Within the data that follows, set down exactly the lines from the one containing "its source chain." through the one containing "assert!(ErrorKind::Config.is_fatal());", both ends included.
#### Input records
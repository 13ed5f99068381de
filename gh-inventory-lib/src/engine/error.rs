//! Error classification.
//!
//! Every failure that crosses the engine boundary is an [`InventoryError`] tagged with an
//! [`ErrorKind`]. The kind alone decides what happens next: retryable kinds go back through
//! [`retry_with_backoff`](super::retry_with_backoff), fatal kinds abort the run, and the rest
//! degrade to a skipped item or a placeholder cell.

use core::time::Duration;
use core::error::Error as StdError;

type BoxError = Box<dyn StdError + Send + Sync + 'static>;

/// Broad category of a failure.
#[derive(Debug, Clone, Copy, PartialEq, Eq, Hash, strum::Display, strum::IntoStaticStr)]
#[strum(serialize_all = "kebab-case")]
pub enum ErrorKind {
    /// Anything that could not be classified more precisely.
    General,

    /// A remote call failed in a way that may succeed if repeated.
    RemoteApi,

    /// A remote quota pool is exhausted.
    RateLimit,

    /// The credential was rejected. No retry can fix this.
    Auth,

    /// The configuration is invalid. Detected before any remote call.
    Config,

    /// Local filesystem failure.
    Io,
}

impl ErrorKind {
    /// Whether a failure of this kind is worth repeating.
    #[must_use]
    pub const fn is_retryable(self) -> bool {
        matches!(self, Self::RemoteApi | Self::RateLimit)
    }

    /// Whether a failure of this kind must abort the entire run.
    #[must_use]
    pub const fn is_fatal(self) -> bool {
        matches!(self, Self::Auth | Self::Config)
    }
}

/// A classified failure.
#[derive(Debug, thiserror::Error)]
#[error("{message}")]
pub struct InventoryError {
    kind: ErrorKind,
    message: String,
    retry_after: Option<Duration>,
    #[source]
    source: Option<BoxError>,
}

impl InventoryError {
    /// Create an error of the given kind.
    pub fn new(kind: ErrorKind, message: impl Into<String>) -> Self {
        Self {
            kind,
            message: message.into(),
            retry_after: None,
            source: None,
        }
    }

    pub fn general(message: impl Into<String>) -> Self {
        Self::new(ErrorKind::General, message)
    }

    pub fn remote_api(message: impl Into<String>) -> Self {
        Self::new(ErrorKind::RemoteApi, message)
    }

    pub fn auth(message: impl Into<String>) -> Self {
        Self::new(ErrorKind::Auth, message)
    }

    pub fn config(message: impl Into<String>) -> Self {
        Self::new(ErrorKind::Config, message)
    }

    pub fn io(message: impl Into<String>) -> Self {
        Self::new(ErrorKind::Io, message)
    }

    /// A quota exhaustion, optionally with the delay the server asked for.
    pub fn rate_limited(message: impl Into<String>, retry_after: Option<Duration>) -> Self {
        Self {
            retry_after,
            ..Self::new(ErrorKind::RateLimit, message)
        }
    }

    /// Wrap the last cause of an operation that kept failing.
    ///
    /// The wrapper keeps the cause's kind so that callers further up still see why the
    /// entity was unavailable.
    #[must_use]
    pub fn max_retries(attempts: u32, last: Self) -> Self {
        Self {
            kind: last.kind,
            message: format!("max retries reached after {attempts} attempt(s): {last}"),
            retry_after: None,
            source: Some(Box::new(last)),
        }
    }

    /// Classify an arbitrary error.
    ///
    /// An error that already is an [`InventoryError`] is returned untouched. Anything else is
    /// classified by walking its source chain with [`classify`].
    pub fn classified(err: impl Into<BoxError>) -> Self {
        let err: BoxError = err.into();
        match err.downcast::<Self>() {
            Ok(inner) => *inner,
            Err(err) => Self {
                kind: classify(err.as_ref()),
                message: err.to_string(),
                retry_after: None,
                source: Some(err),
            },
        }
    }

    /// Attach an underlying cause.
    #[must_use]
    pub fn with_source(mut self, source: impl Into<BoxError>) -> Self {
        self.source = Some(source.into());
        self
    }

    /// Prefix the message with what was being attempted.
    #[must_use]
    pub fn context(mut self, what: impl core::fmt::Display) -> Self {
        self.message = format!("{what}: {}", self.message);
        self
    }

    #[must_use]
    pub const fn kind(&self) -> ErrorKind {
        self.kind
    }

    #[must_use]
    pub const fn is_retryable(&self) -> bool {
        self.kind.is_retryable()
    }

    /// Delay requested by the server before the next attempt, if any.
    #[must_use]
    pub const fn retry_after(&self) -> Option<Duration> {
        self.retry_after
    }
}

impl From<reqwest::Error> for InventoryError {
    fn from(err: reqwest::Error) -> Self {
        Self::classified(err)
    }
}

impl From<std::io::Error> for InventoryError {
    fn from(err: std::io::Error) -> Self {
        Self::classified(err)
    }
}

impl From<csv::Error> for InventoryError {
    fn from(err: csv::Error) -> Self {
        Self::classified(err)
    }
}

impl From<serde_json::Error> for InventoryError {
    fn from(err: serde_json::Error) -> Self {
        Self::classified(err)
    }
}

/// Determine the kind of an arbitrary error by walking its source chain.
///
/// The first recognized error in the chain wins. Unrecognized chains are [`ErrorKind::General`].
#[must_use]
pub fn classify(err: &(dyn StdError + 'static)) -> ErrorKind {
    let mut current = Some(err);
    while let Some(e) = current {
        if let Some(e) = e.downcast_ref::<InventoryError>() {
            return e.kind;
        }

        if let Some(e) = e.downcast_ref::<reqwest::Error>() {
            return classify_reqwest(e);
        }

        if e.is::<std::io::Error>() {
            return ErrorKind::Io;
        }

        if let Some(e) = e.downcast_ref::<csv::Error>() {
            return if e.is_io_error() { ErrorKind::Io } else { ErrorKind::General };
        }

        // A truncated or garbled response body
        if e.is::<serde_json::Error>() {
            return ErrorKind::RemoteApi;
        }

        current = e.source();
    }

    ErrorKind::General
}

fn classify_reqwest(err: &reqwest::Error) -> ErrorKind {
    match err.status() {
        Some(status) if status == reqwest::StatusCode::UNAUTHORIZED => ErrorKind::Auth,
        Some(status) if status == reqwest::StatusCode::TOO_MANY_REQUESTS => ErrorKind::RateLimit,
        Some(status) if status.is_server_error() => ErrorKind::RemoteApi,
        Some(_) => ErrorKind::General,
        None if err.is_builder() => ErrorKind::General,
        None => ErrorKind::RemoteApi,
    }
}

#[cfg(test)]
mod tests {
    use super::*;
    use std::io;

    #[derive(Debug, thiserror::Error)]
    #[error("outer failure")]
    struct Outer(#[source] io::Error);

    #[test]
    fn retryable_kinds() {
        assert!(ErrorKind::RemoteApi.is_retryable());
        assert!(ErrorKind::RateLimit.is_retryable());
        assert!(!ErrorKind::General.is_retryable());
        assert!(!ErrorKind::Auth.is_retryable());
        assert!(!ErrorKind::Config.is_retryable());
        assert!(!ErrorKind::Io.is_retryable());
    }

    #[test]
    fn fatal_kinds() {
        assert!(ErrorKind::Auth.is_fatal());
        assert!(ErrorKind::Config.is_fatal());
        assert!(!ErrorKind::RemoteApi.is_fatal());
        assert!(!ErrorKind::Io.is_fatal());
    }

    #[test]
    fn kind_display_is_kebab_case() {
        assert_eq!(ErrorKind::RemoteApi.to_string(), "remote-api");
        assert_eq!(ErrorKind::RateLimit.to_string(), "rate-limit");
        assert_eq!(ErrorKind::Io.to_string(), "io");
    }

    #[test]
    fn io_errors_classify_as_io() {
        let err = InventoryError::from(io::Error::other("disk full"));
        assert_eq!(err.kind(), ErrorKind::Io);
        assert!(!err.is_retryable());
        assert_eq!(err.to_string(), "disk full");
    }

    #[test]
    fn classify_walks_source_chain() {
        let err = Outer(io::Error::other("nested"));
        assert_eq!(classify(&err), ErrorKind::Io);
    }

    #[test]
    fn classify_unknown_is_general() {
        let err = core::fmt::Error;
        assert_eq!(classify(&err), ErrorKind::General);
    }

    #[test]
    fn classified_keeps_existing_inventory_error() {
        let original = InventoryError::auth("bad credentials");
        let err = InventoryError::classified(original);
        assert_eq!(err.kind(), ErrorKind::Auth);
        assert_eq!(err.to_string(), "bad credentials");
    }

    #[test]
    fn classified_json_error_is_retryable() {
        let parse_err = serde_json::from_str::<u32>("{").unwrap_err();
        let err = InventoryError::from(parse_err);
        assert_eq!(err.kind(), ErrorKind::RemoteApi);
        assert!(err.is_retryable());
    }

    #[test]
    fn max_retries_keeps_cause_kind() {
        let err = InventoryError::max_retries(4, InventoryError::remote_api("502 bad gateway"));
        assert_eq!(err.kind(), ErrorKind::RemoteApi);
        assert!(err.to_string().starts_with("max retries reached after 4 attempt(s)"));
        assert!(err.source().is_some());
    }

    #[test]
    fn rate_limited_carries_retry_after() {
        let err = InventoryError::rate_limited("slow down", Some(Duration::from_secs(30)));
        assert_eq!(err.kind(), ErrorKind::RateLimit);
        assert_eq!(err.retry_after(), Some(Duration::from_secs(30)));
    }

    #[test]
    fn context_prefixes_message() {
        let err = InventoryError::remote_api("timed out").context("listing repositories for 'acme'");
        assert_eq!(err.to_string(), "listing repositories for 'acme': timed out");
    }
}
########
# Finished task
/// Determine the kind of an arbitrary error by walking its source chain.
///
/// The first recognized error in the chain wins. Unrecognized chains are [`ErrorKind::General`].
#[must_use]
pub fn classify(err: &(dyn StdError + 'static)) -> ErrorKind {
    let mut current = Some(err);
    while let Some(e) = current {
        if let Some(e) = e.downcast_ref::<InventoryError>() {
            return e.kind;
        }

        if let Some(e) = e.downcast_ref::<reqwest::Error>() {
            return classify_reqwest(e);
        }

        if e.is::<std::io::Error>() {
            return ErrorKind::Io;
        }

        if let Some(e) = e.downcast_ref::<csv::Error>() {
            return if e.is_io_error() { ErrorKind::Io } else { ErrorKind::General };
        }

        // A truncated or garbled response body
        if e.is::<serde_json::Error>() {
            return ErrorKind::RemoteApi;
        }

        current = e.source();
    }

    ErrorKind::General
}

fn classify_reqwest(err: &reqwest::Error) -> ErrorKind {
    match err.status() {
        Some(status) if status == reqwest::StatusCode::UNAUTHORIZED => ErrorKind::Auth,
        Some(status) if status == reqwest::StatusCode::TOO_MANY_REQUESTS => ErrorKind::RateLimit,
        Some(status) if status.is_server_error() => ErrorKind::RemoteApi,
        Some(_) => ErrorKind::General,
        None if err.is_builder() => ErrorKind::General,
        None => ErrorKind::RemoteApi,
    }
}

#[cfg(test)]
mod tests {
    use super::*;
    use std::io;

    #[derive(Debug, thiserror::Error)]
    #[error("outer failure")]
    struct Outer(#[source] io::Error);

    #[test]
    fn retryable_kinds() {
        assert!(ErrorKind::RemoteApi.is_retryable());
        assert!(ErrorKind::RateLimit.is_retryable());
        assert!(!ErrorKind::General.is_retryable());
        assert!(!ErrorKind::Auth.is_retryable());
        assert!(!ErrorKind::Config.is_retryable());
        assert!(!ErrorKind::Io.is_retryable());
    }

    #[test]
    fn fatal_kinds() {
        assert!(ErrorKind::Auth.is_fatal());
        assert!(ErrorKind::Config.is_fatal());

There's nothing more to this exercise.